Return precisely the opening lines of the listing below, ending with the line that contains "pub fn with_warmup(mut".
>>>>
use crate::models::Candle;
use crate::portfolio::{PortfolioManager, RebalanceReport, StrategyPerformance};
use crate::regime::{DetectorRegime, MarketCondition, RegimeDetector, RegimeSignal};
use crate::strategy::{BotPolicy, BotRoster, BotType};
use crate::Result;
use serde::Serialize;
use std::collections::{BTreeMap, HashMap};

/// Minimum history before the first detection (EMA200 needs 200 bars)
pub const DEFAULT_WARMUP: usize = 200;
/// Trailing window handed to the detector at each step
pub const DEFAULT_LOOKBACK: usize = 300;

/// Outcome of a walk-forward replay
#[derive(Debug, Clone, Serialize)]
pub struct ReplayReport {
    pub pair: String,
    pub steps: usize,
    pub regime_counts: BTreeMap<DetectorRegime, usize>,
    pub regime_changes: usize,
    /// Steps where detection failed and the neutral signal was used
    pub fallbacks: usize,
    pub final_signal: Option<RegimeSignal>,
    pub rebalances: Vec<RebalanceReport>,
    /// Bot starts and stops after the initial launch
    pub bot_changes: usize,
    pub running_bots: Vec<BotType>,
}

impl ReplayReport {
    pub fn last_rebalance(&self) -> Option<&RebalanceReport> {
        self.rebalances.last()
    }

    /// Most frequent regime over the replay
    pub fn dominant_regime(&self) -> Option<DetectorRegime> {
        self.regime_counts
            .iter()
            .max_by_key(|(_, count)| **count)
            .map(|(regime, _)| *regime)
    }
}

/// Walks a candle series forward, detecting the regime at each bar and
/// rebalancing the portfolio whenever the manager's trigger fires
pub struct RegimeReplay {
    detector: RegimeDetector,
    manager: PortfolioManager,
    bots: BotRoster,
    performance: HashMap<String, StrategyPerformance>,
    warmup: usize,
    lookback: usize,
}

impl RegimeReplay {
    pub fn new(detector: RegimeDetector, manager: PortfolioManager) -> Self {
        Self {
            detector,
            manager,
            bots: BotRoster::default(),
            performance: HashMap::new(),
            warmup: DEFAULT_WARMUP,
            lookback: DEFAULT_LOOKBACK,
        }
    }

    pub fn with_warmup(mut self, warmup: usize) -> Self {
        self.warmup = warmup.max(1);
        self.lookback = self.lookback.max(self.warmup);
        self
    }

    pub fn with_lookback(mut self, lookback: usize) -> Self {
        self.lookback = lookback.max(self.warmup);
        self
    }

    /// Strategy statistics applied at every rebalance
    pub fn with_performance(mut self, performance: HashMap<String, StrategyPerformance>) -> Self {
        self.performance = performance;
        self
    }

    pub fn with_bot_policy(mut self, policy: BotPolicy) -> Self {
        self.bots = BotRoster::new(policy);
        self
    }

    pub fn detector(&self) -> &RegimeDetector {
        &self.detector
    }

    pub fn manager(&self) -> &PortfolioManager {
        &self.manager
    }

    pub fn bots(&self) -> &BotRoster {
        &self.bots
    }

    /// Replay `candles` for one pair
    ///
    /// The first detection runs once `warmup` candles are available; every
    /// later bar adds one detection on the trailing `lookback` window.
    pub fn run(&mut self, candles: &[Candle], pair: &str) -> Result<ReplayReport> {
        if candles.len() < self.warmup {
            return Err(format!(
                "Not enough candles for replay. Need {}, got {}",
                self.warmup,
                candles.len()
            )
            .into());
        }

        tracing::info!(
            "Starting regime replay for {}: {} candles, warmup {}",
            pair,
            candles.len(),
            self.warmup
        );

        let mut report = ReplayReport {
            pair: pair.to_string(),
            steps: 0,
            regime_counts: BTreeMap::new(),
            regime_changes: 0,
            fallbacks: 0,
            final_signal: None,
            rebalances: Vec::new(),
            bot_changes: 0,
            running_bots: Vec::new(),
        };
        let mut previous: Option<DetectorRegime> = None;

        for end in self.warmup..=candles.len() {
            let window = &candles[end.saturating_sub(self.lookback)..end];
            let signal = self.detector.analyze_market_regime(window, pair);

            report.steps += 1;
            if signal.is_fallback() {
                report.fallbacks += 1;
            }
            *report.regime_counts.entry(signal.regime).or_insert(0) += 1;
            if previous.is_some_and(|p| p != signal.regime) {
                report.regime_changes += 1;
            }
            previous = Some(signal.regime);

            let first_launch = self.bots.weights().is_empty();
            let changes = self.bots.update(signal.regime);
            if !first_launch {
                report.bot_changes += changes.len();
            }

            let condition = MarketCondition::from_signal(&signal);
            self.manager.observe_condition(condition.clone());

            if self.manager.should_rebalance_at(signal.timestamp) {
                let rebalance = self
                    .manager
                    .commit_allocation(&condition, &self.performance, signal.timestamp);
                tracing::debug!(
                    "Rebalanced at {} for {} ({} significant changes)",
                    signal.timestamp,
                    rebalance.regime,
                    rebalance.changes.len()
                );
                report.rebalances.push(rebalance);
            }

            report.final_signal = Some(signal);
        }

        report.running_bots = self.bots.running().iter().copied().collect();

        tracing::info!(
            "Replay complete: {} steps, {} regime changes, {} rebalances, {} bot changes",
            report.steps,
            report.regime_changes,
            report.rebalances.len(),
            report.bot_changes
        );

        Ok(report)
    }

    /// Run a replay and print a short report
    pub fn run_and_report(&mut self, candles: &[Candle], pair: &str, scenario_name: &str) -> Result<ReplayReport> {
        println!("\n🔬 Replaying scenario: {}", scenario_name);
        println!("   Pair: {}", pair);
        println!("   Candles: {}", candles.len());

        let report = self.run(candles, pair)?;

        println!("   Steps: {}", report.steps);
        for (regime, count) in &report.regime_counts {
            println!("   {:<11} {:>5}", regime.as_str(), count);
        }
        if let Some(dominant) = report.dominant_regime() {
            println!("   Dominant regime: {}", dominant);
        }
        println!("   Regime changes: {}", report.regime_changes);
        println!("   Rebalances: {}", report.rebalances.len());
        println!("   Bot changes: {}", report.bot_changes);
        let running: Vec<&str> = report.running_bots.iter().map(|b| b.as_str()).collect();
        println!("   Running bots: {}", running.join(", "));
        if let Some(last) = report.last_rebalance() {
            println!("   Last allocation ({}, confidence {:.2}):", last.regime, last.confidence);
            for (name, pct) in &last.allocations {
                println!("     {:<28} {:>6.2}%", name, pct);
            }
        }

        Ok(report)
    }
}

#[cfg(test)]
mod tests {
    use super::*;
    use crate::backtest::synthetic::{MarketScenario, SyntheticDataGenerator};

    fn replay() -> RegimeReplay {
        RegimeReplay::new(RegimeDetector::default(), PortfolioManager::default())
    }

    #[test]
    fn test_replay_uptrend() {
        tracing_subscriber::fmt()
            .with_env_filter("cryptoregime=debug")
            .try_init()
            .ok();

        let candles = SyntheticDataGenerator::new(42).generate(MarketScenario::Uptrend, 260, 60);
        let mut replay = replay();

        let report = replay.run(&candles, "SYNTH/USDT").unwrap();

        assert_eq!(report.steps, 61);
        assert_eq!(report.regime_counts.values().sum::<usize>(), 61);
        assert_eq!(report.fallbacks, 0);

        // First step always rebalances
        assert!(!report.rebalances.is_empty());
        let last = report.last_rebalance().unwrap();
        let total: f64 = last.allocations.values().sum();
        assert!((total - 100.0).abs() < 1e-6, "Allocations should sum to 100: {}", total);

        let final_signal = report.final_signal.as_ref().unwrap();
        assert_eq!(final_signal.timestamp, candles.last().unwrap().timestamp);
        assert_eq!(replay.detector().history("SYNTH/USDT").len(), 61);

        // Bots launch on the first detection and follow the regime after that
        assert!(!report.running_bots.is_empty());
        assert_eq!(report.running_bots.len(), replay.bots().running().len());
        assert!((replay.bots().weights().values().sum::<f64>() - 1.0).abs() < 1e-9);
    }

    #[test]
    fn test_replay_rebalance_cadence() {
        let candles = SyntheticDataGenerator::new(3).generate(MarketScenario::Sideways, 300, 60);
        let report = replay().run(&candles, "SYNTH/USDT").unwrap();

        // 101 hourly steps: at least the initial and the daily rebalances
        assert!(report.rebalances.len() >= 5, "Got {} rebalances", report.rebalances.len());
        assert!(report.rebalances.len() <= report.steps);
        for pair in report.rebalances.windows(2) {
            assert!(pair[1].timestamp > pair[0].timestamp);
        }
    }

    #[test]
    fn test_replay_insufficient_data() {
        let candles = SyntheticDataGenerator::new(42).generate(MarketScenario::Uptrend, 50, 60);

        let result = replay().run(&candles, "SYNTH/USDT");
        assert!(result.is_err());
        assert!(result.unwrap_err().to_string().contains("Not enough candles"));
    }

    #[test]
    fn test_dominant_regime() {
        let mut counts = BTreeMap::new();
        counts.insert(DetectorRegime::Bull, 3);
        counts.insert(DetectorRegime::Sideways, 7);

        let report = ReplayReport {
            pair: "X".to_string(),
            steps: 10,
            regime_counts: counts,
            regime_changes: 1,
            fallbacks: 0,
            final_signal: None,
            rebalances: vec![],
            bot_changes: 0,
            running_bots: vec![],
        };
        assert_eq!(report.dominant_regime(), Some(DetectorRegime::Sideways));
    }
}
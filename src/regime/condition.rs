//! Portfolio-level market condition classifier
//!
//! A lighter classifier than `RegimeDetector`, run over a basket of reference
//! symbols. Produces a seven-way `PortfolioRegime` from three readings:
//! - trend strength in [-1, 1] (SMA spread, 20-bar momentum, EWM slope)
//! - volatility percentile in [0, 100] of the first reference symbol
//! - volume trend in [-1, 1] (recent vs older average volume)

use chrono::{DateTime, Utc};
use serde::{Deserialize, Serialize};
use std::collections::HashMap;

use super::signal::{DetectorRegime, RegimeSignal};
use super::RegimeError;
use crate::indicators::{calculate_ewm_series, calculate_sma, calculate_volume_trend, series_slope, true_ranges};
use crate::models::Candle;

#[derive(Debug, Clone, Copy, PartialEq, Eq, Hash, Serialize, Deserialize)]
#[serde(rename_all = "snake_case")]
pub enum PortfolioRegime {
    BullStrong,
    BullModerate,
    Sideways,
    BearModerate,
    BearStrong,
    Accumulation,
    Distribution,
}

impl PortfolioRegime {
    pub const ALL: [PortfolioRegime; 7] = [
        PortfolioRegime::BullStrong,
        PortfolioRegime::BullModerate,
        PortfolioRegime::Sideways,
        PortfolioRegime::BearModerate,
        PortfolioRegime::BearStrong,
        PortfolioRegime::Accumulation,
        PortfolioRegime::Distribution,
    ];

    /// Column of this regime in the strategy catalog
    pub fn index(&self) -> usize {
        match self {
            PortfolioRegime::BullStrong => 0,
            PortfolioRegime::BullModerate => 1,
            PortfolioRegime::Sideways => 2,
            PortfolioRegime::BearModerate => 3,
            PortfolioRegime::BearStrong => 4,
            PortfolioRegime::Accumulation => 5,
            PortfolioRegime::Distribution => 6,
        }
    }

    pub fn as_str(&self) -> &'static str {
        match self {
            PortfolioRegime::BullStrong => "bull_strong",
            PortfolioRegime::BullModerate => "bull_moderate",
            PortfolioRegime::Sideways => "sideways",
            PortfolioRegime::BearModerate => "bear_moderate",
            PortfolioRegime::BearStrong => "bear_strong",
            PortfolioRegime::Accumulation => "accumulation",
            PortfolioRegime::Distribution => "distribution",
        }
    }

    /// Map a detector regime onto the portfolio regimes
    ///
    /// Bull/Bear split on confidence 0.6; Transition leans on the sign of the
    /// composite score (non-negative reads as accumulation).
    pub fn from_detector(regime: DetectorRegime, confidence: f64, composite: f64) -> Self {
        match regime {
            DetectorRegime::Bull if confidence >= 0.6 => PortfolioRegime::BullStrong,
            DetectorRegime::Bull => PortfolioRegime::BullModerate,
            DetectorRegime::Bear if confidence >= 0.6 => PortfolioRegime::BearStrong,
            DetectorRegime::Bear => PortfolioRegime::BearModerate,
            DetectorRegime::Sideways => PortfolioRegime::Sideways,
            DetectorRegime::Transition if composite >= 0.0 => PortfolioRegime::Accumulation,
            DetectorRegime::Transition => PortfolioRegime::Distribution,
        }
    }
}

impl std::fmt::Display for PortfolioRegime {
    fn fmt(&self, f: &mut std::fmt::Formatter<'_>) -> std::fmt::Result {
        f.write_str(self.as_str())
    }
}

#[derive(Debug, Clone, PartialEq, Serialize, Deserialize)]
pub struct MarketCondition {
    pub regime: PortfolioRegime,
    pub trend_strength: f64,
    pub volatility_percentile: f64,
    pub volume_trend: f64,
    pub confidence: f64,
    pub last_updated: DateTime<Utc>,
}

impl MarketCondition {
    /// Sideways condition with neutral readings
    pub fn neutral(confidence: f64, last_updated: DateTime<Utc>) -> Self {
        Self {
            regime: PortfolioRegime::Sideways,
            trend_strength: 0.0,
            volatility_percentile: 50.0,
            volume_trend: 0.0,
            confidence,
            last_updated,
        }
    }

    /// Condition derived from a detector signal
    ///
    /// The composite stands in for trend strength; volatility and volume are
    /// not measured by this path and stay neutral.
    pub fn from_signal(signal: &RegimeSignal) -> Self {
        Self {
            regime: PortfolioRegime::from_detector(signal.regime, signal.confidence, signal.composite),
            trend_strength: signal.composite.clamp(-1.0, 1.0),
            volatility_percentile: 50.0,
            volume_trend: 0.0,
            confidence: signal.confidence,
            last_updated: signal.timestamp,
        }
    }
}

#[derive(Debug, Clone, PartialEq, Serialize, Deserialize)]
#[serde(default)]
pub struct ConditionConfig {
    /// The first symbol is the volatility reference
    pub reference_symbols: Vec<String>,
    pub trend_window: usize,
    pub short_sma: usize,
    pub momentum_bars: usize,
    pub ewm_span: usize,
    pub ewm_slope_bars: usize,
    pub trend_scale: f64,

    pub volatility_window: usize,
    pub atr_period: usize,

    pub volume_recent: usize,
    pub volume_older: usize,

    pub strong_trend: f64,
    pub moderate_trend: f64,
    pub strong_bull_volume: f64,
    pub strong_bull_max_volatility: f64,
    pub strong_bear_volume: f64,
    pub accumulation_volume: f64,
    pub accumulation_max_volatility: f64,
    pub distribution_volume: f64,
    pub distribution_min_volatility: f64,

    /// Confidence when a reference symbol is missing
    pub missing_data_confidence: f64,
}

impl Default for ConditionConfig {
    fn default() -> Self {
        Self {
            reference_symbols: vec!["BTC/USDT".to_string(), "ETH/USDT".to_string()],
            trend_window: 50,
            short_sma: 20,
            momentum_bars: 19,
            ewm_span: 21,
            ewm_slope_bars: 4,
            trend_scale: 5.0,
            volatility_window: 100,
            atr_period: 14,
            volume_recent: 10,
            volume_older: 20,
            strong_trend: 0.4,
            moderate_trend: 0.1,
            strong_bull_volume: 0.2,
            strong_bull_max_volatility: 70.0,
            strong_bear_volume: -0.1,
            accumulation_volume: 0.3,
            accumulation_max_volatility: 40.0,
            distribution_volume: -0.2,
            distribution_min_volatility: 60.0,
            missing_data_confidence: 0.3,
        }
    }
}

pub struct MarketConditionAnalyzer {
    config: ConditionConfig,
}

impl Default for MarketConditionAnalyzer {
    fn default() -> Self {
        Self::new(ConditionConfig::default())
    }
}

impl MarketConditionAnalyzer {
    pub fn new(config: ConditionConfig) -> Self {
        Self { config }
    }

    pub fn config(&self) -> &ConditionConfig {
        &self.config
    }

    /// Classify the basket of reference symbols
    ///
    /// A missing or empty reference symbol is `MissingReferenceData`; callers
    /// fall back to `MarketCondition::neutral` with `missing_data_confidence`.
    /// Non-finite readings are an error.
    pub fn analyze(
        &self,
        market_data: &HashMap<String, Vec<Candle>>,
        now: DateTime<Utc>,
    ) -> Result<MarketCondition, RegimeError> {
        let mut windows = Vec::with_capacity(self.config.reference_symbols.len());
        for symbol in &self.config.reference_symbols {
            match market_data.get(symbol) {
                Some(candles) if !candles.is_empty() => windows.push(candles.as_slice()),
                _ => {
                    return Err(RegimeError::MissingReferenceData(symbol.clone()));
                }
            }
        }
        if windows.is_empty() {
            return Err(RegimeError::NoReferenceSymbols);
        }

        let trend_strength = self.trend_strength(&windows);
        let volatility_percentile = self.volatility_percentile(windows[0]);
        let volume_trend = self.volume_trend(&windows);

        for (name, value) in [
            ("trend_strength", trend_strength),
            ("volatility_percentile", volatility_percentile),
            ("volume_trend", volume_trend),
        ] {
            if !value.is_finite() {
                return Err(RegimeError::NonFiniteReading(name));
            }
        }

        let regime = self.determine_regime(trend_strength, volatility_percentile, volume_trend);
        let confidence = condition_confidence(trend_strength, volatility_percentile, volume_trend);

        tracing::info!(
            "Market condition: {} (trend {:.3}, volatility {:.1}, volume {:.3}, confidence {:.2})",
            regime,
            trend_strength,
            volatility_percentile,
            volume_trend,
            confidence
        );

        Ok(MarketCondition {
            regime,
            trend_strength,
            volatility_percentile,
            volume_trend,
            confidence,
            last_updated: now,
        })
    }

    /// Average per-symbol trend score, scaled and clipped to [-1, 1]
    pub fn trend_strength(&self, windows: &[&[Candle]]) -> f64 {
        let scores: Vec<f64> = windows
            .iter()
            .filter_map(|candles| self.symbol_trend(candles))
            .collect();

        if scores.is_empty() {
            return 0.0;
        }
        let mean = scores.iter().sum::<f64>() / scores.len() as f64;
        (mean * self.config.trend_scale).clamp(-1.0, 1.0)
    }

    fn symbol_trend(&self, candles: &[Candle]) -> Option<f64> {
        let cfg = &self.config;
        if candles.len() < cfg.trend_window {
            return None;
        }

        let prices: Vec<f64> = candles[candles.len() - cfg.trend_window..]
            .iter()
            .map(|c| c.close)
            .collect();

        let sma_short = calculate_sma(&prices, cfg.short_sma)?;
        let sma_long = calculate_sma(&prices, cfg.trend_window)?;
        if sma_long == 0.0 {
            return None;
        }
        let short_trend = (sma_short - sma_long) / sma_long;

        let momentum = series_slope(&prices, cfg.momentum_bars)?;
        let ewm_slope = series_slope(&calculate_ewm_series(&prices, cfg.ewm_span), cfg.ewm_slope_bars)?;

        Some((short_trend + momentum + ewm_slope) / 3.0)
    }

    /// Share (0-100) of rolling ATR values strictly below the current ATR
    ///
    /// Needs `volatility_window + 1` candles, otherwise reads 50.
    pub fn volatility_percentile(&self, candles: &[Candle]) -> f64 {
        let window = self.config.volatility_window;
        let period = self.config.atr_period;
        if period == 0 || window < period || candles.len() < window + 1 {
            return 50.0;
        }

        let ranges = true_ranges(&candles[candles.len() - window - 1..]);
        let rolling: Vec<f64> = ranges
            .windows(period)
            .map(|w| w.iter().sum::<f64>() / period as f64)
            .collect();

        let Some(&current) = rolling.last() else {
            return 50.0;
        };
        let below = rolling.iter().filter(|&&atr| current > atr).count();
        below as f64 / rolling.len() as f64 * 100.0
    }

    /// Average per-symbol volume trend, clipped to [-1, 1]
    pub fn volume_trend(&self, windows: &[&[Candle]]) -> f64 {
        let trends: Vec<f64> = windows
            .iter()
            .filter_map(|candles| {
                calculate_volume_trend(candles, self.config.volume_recent, self.config.volume_older)
            })
            .collect();

        if trends.is_empty() {
            return 0.0;
        }
        (trends.iter().sum::<f64>() / trends.len() as f64).clamp(-1.0, 1.0)
    }

    pub fn determine_regime(&self, trend: f64, volatility: f64, volume: f64) -> PortfolioRegime {
        let cfg = &self.config;

        if trend > cfg.strong_trend && volume > cfg.strong_bull_volume && volatility < cfg.strong_bull_max_volatility {
            PortfolioRegime::BullStrong
        } else if trend > cfg.moderate_trend && trend <= cfg.strong_trend {
            PortfolioRegime::BullModerate
        } else if trend < -cfg.strong_trend && volume < cfg.strong_bear_volume {
            PortfolioRegime::BearStrong
        } else if trend < -cfg.moderate_trend && trend >= -cfg.strong_trend {
            PortfolioRegime::BearModerate
        } else if trend.abs() < cfg.moderate_trend
            && volume > cfg.accumulation_volume
            && volatility < cfg.accumulation_max_volatility
        {
            PortfolioRegime::Accumulation
        } else if trend.abs() < cfg.moderate_trend
            && volume < cfg.distribution_volume
            && volatility > cfg.distribution_min_volatility
        {
            PortfolioRegime::Distribution
        } else {
            PortfolioRegime::Sideways
        }
    }
}

/// Mean of trend, volume and volatility-extremity confidences
fn condition_confidence(trend: f64, volatility: f64, volume: f64) -> f64 {
    let trend_confidence = (trend.abs() * 2.0).min(1.0);
    let volume_confidence = (volume.abs() * 2.0).min(1.0);
    let volatility_confidence = if volatility > 80.0 || volatility < 20.0 { 0.8 } else { 0.4 };

    (trend_confidence + volume_confidence + volatility_confidence) / 3.0
}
<<<<
= Task result =
use crate::models::Candle;
use crate::portfolio::{PortfolioManager, RebalanceReport, StrategyPerformance};
use crate::regime::{DetectorRegime, MarketCondition, RegimeDetector, RegimeSignal};
use crate::strategy::{BotPolicy, BotRoster, BotType};
use crate::Result;
use serde::Serialize;
use std::collections::{BTreeMap, HashMap};

/// Minimum history before the first detection (EMA200 needs 200 bars)
pub const DEFAULT_WARMUP: usize = 200;
/// Trailing window handed to the detector at each step
pub const DEFAULT_LOOKBACK: usize = 300;

/// Outcome of a walk-forward replay
#[derive(Debug, Clone, Serialize)]
pub struct ReplayReport {
    pub pair: String,
    pub steps: usize,
    pub regime_counts: BTreeMap<DetectorRegime, usize>,
    pub regime_changes: usize,
    /// Steps where detection failed and the neutral signal was used
    pub fallbacks: usize,
    pub final_signal: Option<RegimeSignal>,
    pub rebalances: Vec<RebalanceReport>,
    /// Bot starts and stops after the initial launch
    pub bot_changes: usize,
    pub running_bots: Vec<BotType>,
}

impl ReplayReport {
    pub fn last_rebalance(&self) -> Option<&RebalanceReport> {
        self.rebalances.last()
    }

    /// Most frequent regime over the replay
    pub fn dominant_regime(&self) -> Option<DetectorRegime> {
        self.regime_counts
            .iter()
            .max_by_key(|(_, count)| **count)
            .map(|(regime, _)| *regime)
    }
}

/// Walks a candle series forward, detecting the regime at each bar and
/// rebalancing the portfolio whenever the manager's trigger fires
pub struct RegimeReplay {
    detector: RegimeDetector,
    manager: PortfolioManager,
    bots: BotRoster,
    performance: HashMap<String, StrategyPerformance>,
    warmup: usize,
    lookback: usize,
}

impl RegimeReplay {
    pub fn new(detector: RegimeDetector, manager: PortfolioManager) -> Self {
        Self {
            detector,
            manager,
            bots: BotRoster::default(),
            performance: HashMap::new(),
            warmup: DEFAULT_WARMUP,
            lookback: DEFAULT_LOOKBACK,
        }
    }

    pub fn with_warmup(mut self, warmup: usize) -> Self {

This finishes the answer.